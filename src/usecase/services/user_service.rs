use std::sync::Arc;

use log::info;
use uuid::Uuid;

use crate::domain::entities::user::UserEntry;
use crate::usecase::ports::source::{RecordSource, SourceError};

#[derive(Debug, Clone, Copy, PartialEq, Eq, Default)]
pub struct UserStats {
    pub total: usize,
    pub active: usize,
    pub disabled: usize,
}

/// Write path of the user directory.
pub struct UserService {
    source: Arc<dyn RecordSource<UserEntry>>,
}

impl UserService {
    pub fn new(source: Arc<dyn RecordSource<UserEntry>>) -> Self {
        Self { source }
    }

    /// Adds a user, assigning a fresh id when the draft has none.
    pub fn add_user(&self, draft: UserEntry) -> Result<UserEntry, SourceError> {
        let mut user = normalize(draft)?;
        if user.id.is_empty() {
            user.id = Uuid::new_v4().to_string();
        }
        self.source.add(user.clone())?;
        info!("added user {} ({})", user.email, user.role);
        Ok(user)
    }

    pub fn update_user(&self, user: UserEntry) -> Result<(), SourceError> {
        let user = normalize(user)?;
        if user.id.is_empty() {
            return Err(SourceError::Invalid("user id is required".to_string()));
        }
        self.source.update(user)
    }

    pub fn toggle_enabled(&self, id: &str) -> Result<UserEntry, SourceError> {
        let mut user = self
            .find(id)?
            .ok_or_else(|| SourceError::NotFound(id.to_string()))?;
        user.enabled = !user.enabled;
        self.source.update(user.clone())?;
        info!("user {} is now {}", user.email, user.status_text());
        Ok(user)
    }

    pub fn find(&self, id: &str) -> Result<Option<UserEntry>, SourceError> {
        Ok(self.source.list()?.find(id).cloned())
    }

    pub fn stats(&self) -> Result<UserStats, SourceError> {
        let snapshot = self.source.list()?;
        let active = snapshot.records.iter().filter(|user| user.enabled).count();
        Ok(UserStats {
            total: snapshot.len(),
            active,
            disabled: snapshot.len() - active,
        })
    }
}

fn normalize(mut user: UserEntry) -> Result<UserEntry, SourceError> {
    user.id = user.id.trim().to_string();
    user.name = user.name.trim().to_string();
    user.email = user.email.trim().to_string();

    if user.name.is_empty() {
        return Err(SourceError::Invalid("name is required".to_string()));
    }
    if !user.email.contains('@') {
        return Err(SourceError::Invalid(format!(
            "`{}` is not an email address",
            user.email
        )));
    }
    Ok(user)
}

• • • • •

What lines above contain the word "UserService"? Please copy each one.

== Solution to this exercise ==
pub struct UserService {
impl UserService {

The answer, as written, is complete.